WHAT TO PRODUCE:
Return all lines below containing the word "nparams".

Stored data entries:
——

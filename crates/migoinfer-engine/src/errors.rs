//! Engine error families.
//!
//! Soft errors are reported into a channel drained by a sibling task and
//! never stop the analysis; fatal errors propagate as `Result`s to the
//! driver, which terminates with a non-zero exit.

use std::sync::mpsc;
use std::thread;

use thiserror::Error;

/// Recoverable analysis errors. Each carries its source position already
/// rendered, so the draining task needs no access to the file set.
#[derive(Debug, Error)]
pub enum SoftError {
    #[error("{pos}: channel buffer size is not constant")]
    ChanBufSizeNonStatic { pos: String },
    #[error("incompatible type: cannot dereference {ptr} into {val}")]
    IncompatibleType { ptr: String, val: String },
    #[error("object unique ID clashed (id: {id})")]
    IdClash { id: String },
    #[error("object undefined (id: {id})")]
    ObjUndef { id: String },
}

/// Unrecoverable invariant violations: the analysis aborts.
#[derive(Debug, Error)]
pub enum FatalError {
    #[error("mismatched argument({nargs})/parameter({nparams}) calling {callee} at {pos}")]
    ArityMismatch { callee: String, nargs: usize, nparams: usize, pos: String },
    #[error("function is nil")]
    FnIsNil,
    #[error("cannot find main package")]
    NoMainPackage,
    #[error("cannot find entry function {0}")]
    NoEntryFunc(String),
}

/// Sending half of the soft-error channel.
#[derive(Clone)]
pub struct ErrorSink {
    tx: mpsc::Sender<SoftError>,
}

impl ErrorSink {
    pub fn report(&self, err: SoftError) {
        // A closed channel means the drain task is gone; fall back to the
        // log so the report is not lost.
        if let Err(mpsc::SendError(err)) = self.tx.send(err) {
            log::error!(target: "engine", "{}", err);
        }
    }
}

/// Creates the soft-error channel and spawns the draining task, which
/// formats and logs every report.
pub fn error_channel() -> ErrorSink {
    let (tx, rx) = mpsc::channel::<SoftError>();
    thread::spawn(move || {
        for err in rx {
            log::error!(target: "engine", "{}", err);
        }
    });
    ErrorSink { tx }
}

#[cfg(test)]
mod tests {
    use super::*;

    #[test]
    fn report_does_not_block_or_panic() {
        let sink = error_channel();
        sink.report(SoftError::IdClash { id: "x_chan0".to_string() });
        sink.report(SoftError::ChanBufSizeNonStatic { pos: "a.ssa:3:5".to_string() });
    }
}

——

THE ANSWER:
    #[error("mismatched argument({nargs})/parameter({nparams}) calling {callee} at {pos}")]
    ArityMismatch { callee: String, nargs: usize, nparams: usize, pos: String },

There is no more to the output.